--- TASK INSTRUCTIONS ---
Begin with the first line of the listing and quote every line through the one containing "let config = match"; give only those lines.

RECORDS PROVIDED Block Start

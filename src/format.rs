//! Input format detection from file name and size.

use std::fmt;

use crate::error::{ImportError, Result};

/// Largest accepted input, 15 MiB.
pub const MAX_FILE_SIZE: u64 = 15 * 1024 * 1024;

/// Supported input formats.
#[derive(Debug, Clone, Copy, PartialEq, Eq)]
pub enum FileFormat {
    Kml,
    Kmz,
    /// Zipped Shapefile, or a KML archive saved with a `.zip` extension.
    Zip,
    Geojson,
}

impl FileFormat {
    /// Picks the format for a file.
    ///
    /// The size guard runs first, so an oversized file is rejected whatever
    /// its extension. Only the extension is examined; contents are not read.
    pub fn sniff(name: &str, size: u64, max_size: u64) -> Result<Self> {
        if size > max_size {
            return Err(ImportError::FileTooLarge {
                size,
                max: max_size,
            });
        }

        let ext = name
            .rsplit_once('.')
            .map(|(_, ext)| ext.to_ascii_lowercase())
            .ok_or_else(|| ImportError::UnsupportedFormat(name.to_string()))?;

        match ext.as_str() {
            "kml" => Ok(FileFormat::Kml),
            "kmz" => Ok(FileFormat::Kmz),
            "zip" => Ok(FileFormat::Zip),
            "geojson" => Ok(FileFormat::Geojson),
            _ => Err(ImportError::UnsupportedFormat(name.to_string())),
        }
    }
}

impl fmt::Display for FileFormat {
    fn fmt(&self, f: &mut fmt::Formatter<'_>) -> fmt::Result {
        let name = match self {
            FileFormat::Kml => "kml",
            FileFormat::Kmz => "kmz",
            FileFormat::Zip => "zip",
            FileFormat::Geojson => "geojson",
        };
        f.write_str(name)
    }
}
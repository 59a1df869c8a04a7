use std::path::Path;

use anyhow::Context;
use clap::Parser;

use geofile_import::cli::{Args, Config};
use geofile_import::export::write_geojson;
use geofile_import::logger::{self, Logger};
use geofile_import::math::Summary;
use geofile_import::{DiskFile, Importer};

#[tokio::main(flavor = "current_thread")]
async fn main() {
    let args = Args::parse();
    let config = match args.validate() {
        Ok(config) => config,
        Err(e) => {
            eprintln!("Error: {}", e);
            std::process::exit(1);
        }
    };

    Logger::init(config.verbosity, config.no_color);

    match run(&config).await {
        Ok(0) => {}
        Ok(failed) => {
            logger::warn(&format!(
                "{} of {} file(s) could not be imported",
                failed,
                config.inputs.len()
            ));
            std::process::exit(1);
        }
        Err(e) => {
            logger::error(&format!("{:#}", e));
            std::process::exit(1);
        }
    }
}

/// Imports every input in order and returns the number of failed files.
async fn run(config: &Config) -> anyhow::Result<usize> {
    if let Some(dir) = &config.output_dir {
        tokio::fs::create_dir_all(dir)
            .await
            .with_context(|| format!("cannot create output directory {}", dir.display()))?;
    }

    let importer = Importer::new(config.options);
    let mut failed = 0;

    for input in &config.inputs {
        let result = match DiskFile::open(input).await {
            Ok(file) => importer.import(&file).await,
            Err(e) => Err(e),
        };

        let geometries = match result {
            Ok(geometries) => geometries,
            Err(e) => {
                logger::error(&format!("{}: {}", input.display(), e));
                failed += 1;
                continue;
            }
        };

        let summary = Summary::new(&geometries);
        logger::info(&format!("{}: {}", input.display(), summary.describe()));
        if let Some(bbox) = summary.bbox {
            logger::info(&format!(
                "  bbox {:.6},{:.6},{:.6},{:.6}",
                bbox.min_lon, bbox.min_lat, bbox.max_lon, bbox.max_lat
            ));
        }
        if summary.area > 0.0 {
            logger::info(&format!("  area {:.1} m²", summary.area));
        }

        if let Some(dir) = &config.output_dir {
            let path = output_path(dir, input);
            write_geojson(&path, &geometries, config.pretty)
                .await
                .with_context(|| format!("cannot write {}", path.display()))?;
            logger::output(&path.display().to_string());
        }
    }

    Ok(failed)
}

fn output_path(dir: &Path, input: &Path) -> std::path::PathBuf {
    let stem = input
        .file_stem()
        .and_then(|s| s.to_str())
        .unwrap_or("output");
    dir.join(format!("{}.geojson", stem))
}
//! KML geometry extraction.
//!
//! Placemarks are visited in document order. A placemark holding
//! `MultiGeometry` containers is read container by container; otherwise the
//! placemark itself is the container. Inside a container, polygons come
//! first, then line strings, then points, each group in document order.

use crate::coords::{parse_coordinates, parse_point};
use crate::error::Result;
use crate::geometry::{Geometry, Ring};
use crate::logger;

pub mod xml;

use xml::XmlNode;

const OUTER_RING: [&str; 3] = ["outerBoundaryIs", "LinearRing", "coordinates"];
const INNER_RING: [&str; 3] = ["innerBoundaryIs", "LinearRing", "coordinates"];

/// Parses KML text and extracts its geometries.
pub fn parse_str(text: &str) -> Result<Vec<Geometry>> {
    let document = xml::parse(text)?;
    Ok(extract(&document))
}

/// Extracts every valid geometry of a parsed KML document.
///
/// Returns an empty list when nothing survives; deciding whether that is an
/// error is left to the caller.
pub fn extract(document: &XmlNode) -> Vec<Geometry> {
    let mut geometries = Vec::new();
    let mut placemarks = 0;

    for placemark in document.elements("Placemark") {
        placemarks += 1;
        let containers = placemark.outermost("MultiGeometry");
        if containers.is_empty() {
            extract_container(placemark, &mut geometries);
        } else {
            for container in containers {
                extract_container(container, &mut geometries);
            }
        }
    }

    logger::debug(&format!(
        "KML: {} placemark(s), {} geometries",
        placemarks,
        geometries.len()
    ));
    geometries
}

fn extract_container(container: &XmlNode, out: &mut Vec<Geometry>) {
    out.extend(container.select(&["Polygon"]).into_iter().filter_map(polygon));
    out.extend(container.select(&["LineString"]).into_iter().filter_map(line_string));
    out.extend(container.select(&["Point"]).into_iter().filter_map(point));
}

fn polygon(node: &XmlNode) -> Option<Geometry> {
    let outer = ring(node.select_first(&OUTER_RING));
    let holes: Vec<Ring> = node
        .select(&INNER_RING)
        .into_iter()
        .map(|coords| ring(Some(coords)))
        .collect();
    Geometry::polygon(outer, holes)
}

fn line_string(node: &XmlNode) -> Option<Geometry> {
    let coords = node
        .select_first(&["coordinates"])
        .map(|c| parse_coordinates(&c.text))
        .unwrap_or_default();
    Geometry::line_string(coords)
}

fn point(node: &XmlNode) -> Option<Geometry> {
    node.select_first(&["coordinates"])
        .and_then(|c| parse_point(&c.text))
        .map(Geometry::point)
}

fn ring(coordinates: Option<&XmlNode>) -> Ring {
    coordinates
        .map(|c| parse_coordinates(&c.text))
        .unwrap_or_default()
}
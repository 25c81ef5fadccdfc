//! Key-set cache for JWKS endpoints.
//!
//! Entries are keyed by the key-set URL. A fresh entry is served from memory;
//! a stale one is refetched, and if that refetch fails the last known good
//! set keeps being served without another attempt until the minimum refresh
//! interval has passed. Concurrent first uses of one URL are not coalesced:
//! each may fetch, and the last writer wins.

use std::collections::HashMap;
use std::sync::Arc;
use std::time::{Duration, Instant};

use jsonwebtoken::jwk::JwkSet;
use tokio::sync::RwLock;

/// How long a fetched key set is served without refetching
pub const DEFAULT_REFRESH_INTERVAL: Duration = Duration::from_secs(5 * 60);

/// Minimum spacing between forced refreshes of one URL
pub const DEFAULT_MIN_REFRESH_INTERVAL: Duration = Duration::from_secs(10);

/// Bound on a single key-set fetch
pub const DEFAULT_FETCH_TIMEOUT: Duration = Duration::from_secs(5);

/// Key-set location for an issuer: `<issuer>/.well-known/jwks.json`
pub fn jwks_url(issuer: &str) -> String {
    format!("{}/.well-known/jwks.json", issuer.trim_end_matches('/'))
}

/// Key-set fetch failures
#[derive(Debug, thiserror::Error)]
pub enum JwksError {
    #[error("failed to fetch key set from {url}: {reason}")]
    Fetch { url: String, reason: String },

    #[error("key set endpoint {url} returned HTTP {status}")]
    Status { url: String, status: u16 },

    #[error("invalid key set from {url}: {reason}")]
    Parse { url: String, reason: String },
}

#[derive(Debug)]
struct CacheEntry {
    keys: Arc<JwkSet>,
    fetched_at: Instant,
    /// Last forced refresh attempt, successful or not
    refresh_attempted_at: Instant,
    /// Start of the last refetch of this entry after it went stale. Cleared
    /// when a fetch succeeds.
    stale_attempted_at: Option<Instant>,
}

/// Shared cache of JWK sets, one entry per key-set URL
#[derive(Debug)]
pub struct JwksCache {
    client: reqwest::Client,
    entries: RwLock<HashMap<String, CacheEntry>>,
    refresh_interval: Duration,
    min_refresh_interval: Duration,
    fetch_timeout: Duration,
}

impl Default for JwksCache {
    fn default() -> Self {
        Self {
            client: reqwest::Client::new(),
            entries: RwLock::new(HashMap::new()),
            refresh_interval: DEFAULT_REFRESH_INTERVAL,
            min_refresh_interval: DEFAULT_MIN_REFRESH_INTERVAL,
            fetch_timeout: DEFAULT_FETCH_TIMEOUT,
        }
    }
}

impl JwksCache {
    pub fn new() -> Self {
        Self::default()
    }

    /// Use a preconfigured HTTP client
    pub fn with_client(mut self, client: reqwest::Client) -> Self {
        self.client = client;
        self
    }

    pub fn refresh_interval(mut self, interval: Duration) -> Self {
        self.refresh_interval = interval;
        self
    }

    pub fn min_refresh_interval(mut self, interval: Duration) -> Self {
        self.min_refresh_interval = interval;
        self
    }

    pub fn fetch_timeout(mut self, timeout: Duration) -> Self {
        self.fetch_timeout = timeout;
        self
    }

    /// Get the key set published at `url`.
    ///
    /// Returns the cached set while it is fresh. Otherwise refetches; a failed
    /// refetch falls back to the cached set when there is one, and further
    /// refetches of that entry wait for the minimum refresh interval.
    pub async fn get(&self, url: &str) -> Result<Arc<JwkSet>, JwksError> {
        {
            let entries = self.entries.read().await;
            if let Some(entry) = entries.get(url)
                && entry.fetched_at.elapsed() < self.refresh_interval
            {
                return Ok(entry.keys.clone());
            }
        }

        let stale = {
            let mut entries = self.entries.write().await;
            match entries.get_mut(url) {
                Some(entry) if entry.fetched_at.elapsed() < self.refresh_interval => {
                    return Ok(entry.keys.clone());
                }
                Some(entry) => {
                    if entry
                        .stale_attempted_at
                        .is_some_and(|at| at.elapsed() < self.min_refresh_interval)
                    {
                        tracing::debug!(
                            url = %url,
                            "Key set refetch backing off, serving cached keys"
                        );
                        return Ok(entry.keys.clone());
                    }
                    entry.stale_attempted_at = Some(Instant::now());
                    Some(entry.keys.clone())
                }
                None => None,
            }
        };

        match self.fetch(url).await {
            Ok(keys) => Ok(self.store(url, keys).await),
            Err(err) => match stale {
                Some(keys) => {
                    tracing::warn!(
                        url = %url,
                        error = %err,
                        "Key set refresh failed, serving last known good keys"
                    );
                    Ok(keys)
                }
                None => Err(err),
            },
        }
    }

    /// Refetch the key set now, e.g. after a token named an unknown `kid`.
    ///
    /// Attempts within the minimum refresh interval of the previous one
    /// return the cached set without touching the network.
    pub async fn refresh(&self, url: &str) -> Result<Arc<JwkSet>, JwksError> {
        {
            let mut entries = self.entries.write().await;
            if let Some(entry) = entries.get_mut(url) {
                if entry.refresh_attempted_at.elapsed() < self.min_refresh_interval {
                    tracing::debug!(url = %url, "Key set refresh rate limited");
                    return Ok(entry.keys.clone());
                }
                entry.refresh_attempted_at = Instant::now();
            }
        }

        let keys = self.fetch(url).await?;
        tracing::debug!(url = %url, keys = keys.keys.len(), "Key set refreshed");
        Ok(self.store(url, keys).await)
    }

    /// Seed the cache with a key set, as if it had just been fetched
    pub async fn insert(&self, url: impl Into<String>, keys: JwkSet) {
        self.store(&url.into(), keys).await;
    }

    async fn store(&self, url: &str, keys: JwkSet) -> Arc<JwkSet> {
        let keys = Arc::new(keys);
        let now = Instant::now();
        let mut entries = self.entries.write().await;
        entries.insert(
            url.to_string(),
            CacheEntry {
                keys: keys.clone(),
                fetched_at: now,
                refresh_attempted_at: now,
                stale_attempted_at: None,
            },
        );
        keys
    }

    async fn fetch(&self, url: &str) -> Result<JwkSet, JwksError> {
        let response = self
            .client
            .get(url)
            .timeout(self.fetch_timeout)
            .send()
            .await
            .map_err(|e| JwksError::Fetch {
                url: url.to_string(),
                reason: e.to_string(),
            })?;

        let status = response.status();
        if !status.is_success() {
            return Err(JwksError::Status {
                url: url.to_string(),
                status: status.as_u16(),
            });
        }

        let body = response.bytes().await.map_err(|e| JwksError::Fetch {
            url: url.to_string(),
            reason: e.to_string(),
        })?;

        serde_json::from_slice(&body).map_err(|e| JwksError::Parse {
            url: url.to_string(),
            reason: e.to_string(),
        })
    }
}
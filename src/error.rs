//! Error types for mcp-gateway

use serde::{Deserialize, Serialize};

/// JSON-RPC error codes used by the gateway.
///
/// The first five are the standard JSON-RPC 2.0 codes; the rest live in the
/// implementation-defined server error range.
#[derive(Debug, Clone, Copy, PartialEq, Eq)]
#[repr(i32)]
pub enum ErrorCode {
    /// Invalid JSON was received
    ParseError = -32700,
    /// The JSON sent is not a valid Request object
    InvalidRequest = -32600,
    /// The method does not exist / is not available
    MethodNotFound = -32601,
    /// Invalid method parameter(s)
    InvalidParams = -32602,
    /// Internal JSON-RPC error
    InternalError = -32603,
    /// The upstream call could not be completed (egress denied, unreachable, timeout)
    UpstreamError = -32000,
    /// The named tool does not exist on the addressed server
    ToolNotFound = -32001,
    /// Valid token, but it does not carry the scopes the tool requires
    InsufficientScope = -32002,
    /// No authenticated claims are attached to the call
    Unauthorized = -32003,
    /// The addressed server (or its tenant) is absent or disabled
    ServerNotFound = -32004,
    /// A session-bound method was called without a session id
    MissingSession = -32005,
    /// The supplied session id is unknown, expired, or bound to another server
    SessionNotFound = -32006,
}

impl ErrorCode {
    pub fn code(self) -> i32 {
        self as i32
    }
}

/// JSON-RPC error object
#[derive(Debug, Clone, Serialize, Deserialize)]
pub struct JsonRpcError {
    pub code: i32,
    pub message: String,
    #[serde(skip_serializing_if = "Option::is_none")]
    pub data: Option<serde_json::Value>,
}

impl JsonRpcError {
    pub fn new(code: ErrorCode, message: impl Into<String>) -> Self {
        Self {
            code: code.code(),
            message: message.into(),
            data: None,
        }
    }

    pub fn with_data(mut self, data: serde_json::Value) -> Self {
        self.data = Some(data);
        self
    }

    /// Returns true if this error carries the given code.
    pub fn is(&self, code: ErrorCode) -> bool {
        self.code == code.code()
    }

    pub fn parse_error(message: impl Into<String>) -> Self {
        Self::new(ErrorCode::ParseError, message)
    }

    pub fn invalid_request(message: impl Into<String>) -> Self {
        Self::new(ErrorCode::InvalidRequest, message)
    }

    pub fn method_not_found(method: &str) -> Self {
        Self::new(
            ErrorCode::MethodNotFound,
            format!("Method not found: {}", method),
        )
    }

    pub fn invalid_params(message: impl Into<String>) -> Self {
        Self::new(ErrorCode::InvalidParams, message)
    }

    pub fn internal_error(message: impl Into<String>) -> Self {
        Self::new(ErrorCode::InternalError, message)
    }

    pub fn upstream_error(message: impl Into<String>) -> Self {
        Self::new(ErrorCode::UpstreamError, message)
    }

    pub fn tool_not_found(name: &str) -> Self {
        Self::new(ErrorCode::ToolNotFound, "tool not found")
            .with_data(serde_json::json!({ "tool": name }))
    }

    pub fn insufficient_scope(required: &[String]) -> Self {
        Self::new(ErrorCode::InsufficientScope, "insufficient_scope")
            .with_data(serde_json::json!({ "required": required }))
    }

    pub fn unauthorized() -> Self {
        Self::new(ErrorCode::Unauthorized, "unauthorized")
    }

    pub fn server_not_found() -> Self {
        Self::new(ErrorCode::ServerNotFound, "server not found")
    }

    pub fn missing_session() -> Self {
        Self::new(ErrorCode::MissingSession, "missing session")
    }

    pub fn session_not_found(message: impl Into<String>) -> Self {
        Self::new(ErrorCode::SessionNotFound, message)
    }
}

/// mcp-gateway error type
#[derive(Debug, thiserror::Error)]
pub enum Error {
    #[error("Serialization error: {0}")]
    Serialization(#[from] serde_json::Error),

    #[error("Transport error: {0}")]
    Transport(String),
}

/// Type-erased error used at service boundaries
pub type BoxError = Box<dyn std::error::Error + Send + Sync>;

/// Result type alias for mcp-gateway
pub type Result<T> = std::result::Result<T, Error>;

#[cfg(test)]
mod tests {
    use super::*;

    #[test]
    fn test_gateway_codes_are_distinct_from_standard_codes() {
        assert_eq!(ErrorCode::UpstreamError.code(), -32000);
        assert_eq!(ErrorCode::SessionNotFound.code(), -32006);
        assert_ne!(
            ErrorCode::InsufficientScope.code(),
            ErrorCode::Unauthorized.code()
        );
        assert_ne!(
            ErrorCode::MissingSession.code(),
            ErrorCode::SessionNotFound.code()
        );
    }

    #[test]
    fn test_insufficient_scope_carries_required_scopes() {
        let err = JsonRpcError::insufficient_scope(&["read:orders".to_string()]);
        assert!(err.is(ErrorCode::InsufficientScope));
        assert_eq!(err.message, "insufficient_scope");
        assert_eq!(err.data.unwrap()["required"][0], "read:orders");
    }

    #[test]
    fn test_serialization_skips_missing_data() {
        let json = serde_json::to_value(JsonRpcError::missing_session()).unwrap();
        assert_eq!(json["code"], -32005);
        assert!(json.get("data").is_none());
    }
}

RECORDS PROVIDED Block End

--- TASK OUTPUT ---
filename src/format.rs
//! Input format detection from file name and size.

use std::fmt;

use crate::error::{ImportError, Result};

/// Largest accepted input, 15 MiB.
pub const MAX_FILE_SIZE: u64 = 15 * 1024 * 1024;

/// Supported input formats.
#[derive(Debug, Clone, Copy, PartialEq, Eq)]
pub enum FileFormat {
    Kml,
    Kmz,
    /// Zipped Shapefile, or a KML archive saved with a `.zip` extension.
    Zip,
    Geojson,
}

impl FileFormat {
    /// Picks the format for a file.
    ///
    /// The size guard runs first, so an oversized file is rejected whatever
    /// its extension. Only the extension is examined; contents are not read.
    pub fn sniff(name: &str, size: u64, max_size: u64) -> Result<Self> {
        if size > max_size {
            return Err(ImportError::FileTooLarge {
                size,
                max: max_size,
            });
        }

        let ext = name
            .rsplit_once('.')
            .map(|(_, ext)| ext.to_ascii_lowercase())
            .ok_or_else(|| ImportError::UnsupportedFormat(name.to_string()))?;

        match ext.as_str() {
            "kml" => Ok(FileFormat::Kml),
            "kmz" => Ok(FileFormat::Kmz),
            "zip" => Ok(FileFormat::Zip),
            "geojson" => Ok(FileFormat::Geojson),
            _ => Err(ImportError::UnsupportedFormat(name.to_string())),
        }
    }
}

impl fmt::Display for FileFormat {
    fn fmt(&self, f: &mut fmt::Formatter<'_>) -> fmt::Result {
        let name = match self {
            FileFormat::Kml => "kml",
            FileFormat::Kmz => "kmz",
            FileFormat::Zip => "zip",
            FileFormat::Geojson => "geojson",
        };
        f.write_str(name)
    }
}
repository 59a1df869c8a04a7
use std::path::Path;

use anyhow::Context;
use clap::Parser;

use geofile_import::cli::{Args, Config};
use geofile_import::export::write_geojson;
use geofile_import::logger::{self, Logger};
use geofile_import::math::Summary;
use geofile_import::{DiskFile, Importer};

#[tokio::main(flavor = "current_thread")]
async fn main() {
    let args = Args::parse();
    let config = match args.validate() {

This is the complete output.